■ Task brief ■
Pull every line containing "pairs" from the data.

(Stored entries)
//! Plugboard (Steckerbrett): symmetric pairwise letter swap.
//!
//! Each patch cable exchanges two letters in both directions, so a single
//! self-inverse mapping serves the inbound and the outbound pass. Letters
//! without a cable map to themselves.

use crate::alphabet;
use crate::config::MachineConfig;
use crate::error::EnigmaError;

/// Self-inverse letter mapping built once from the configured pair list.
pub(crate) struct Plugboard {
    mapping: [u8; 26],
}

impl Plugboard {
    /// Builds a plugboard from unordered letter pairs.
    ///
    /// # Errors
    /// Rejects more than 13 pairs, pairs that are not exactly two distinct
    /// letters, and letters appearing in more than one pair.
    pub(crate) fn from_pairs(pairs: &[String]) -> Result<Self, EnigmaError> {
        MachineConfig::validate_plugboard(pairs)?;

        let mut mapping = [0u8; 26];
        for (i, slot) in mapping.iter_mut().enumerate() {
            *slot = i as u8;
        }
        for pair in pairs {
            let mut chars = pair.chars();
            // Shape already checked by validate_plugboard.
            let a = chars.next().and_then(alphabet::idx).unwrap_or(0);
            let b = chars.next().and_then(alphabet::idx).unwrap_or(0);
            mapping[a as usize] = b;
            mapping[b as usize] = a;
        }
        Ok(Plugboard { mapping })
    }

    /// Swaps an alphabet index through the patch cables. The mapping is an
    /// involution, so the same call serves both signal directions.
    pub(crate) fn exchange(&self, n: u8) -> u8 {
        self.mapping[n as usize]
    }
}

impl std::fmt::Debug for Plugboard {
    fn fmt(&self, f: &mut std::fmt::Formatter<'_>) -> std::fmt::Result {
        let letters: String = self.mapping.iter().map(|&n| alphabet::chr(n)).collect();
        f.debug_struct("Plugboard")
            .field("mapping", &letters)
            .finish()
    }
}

■ Written response ■
    /// Builds a plugboard from unordered letter pairs.
    /// Rejects more than 13 pairs, pairs that are not exactly two distinct
    pub(crate) fn from_pairs(pairs: &[String]) -> Result<Self, EnigmaError> {
        MachineConfig::validate_plugboard(pairs)?;
        for pair in pairs {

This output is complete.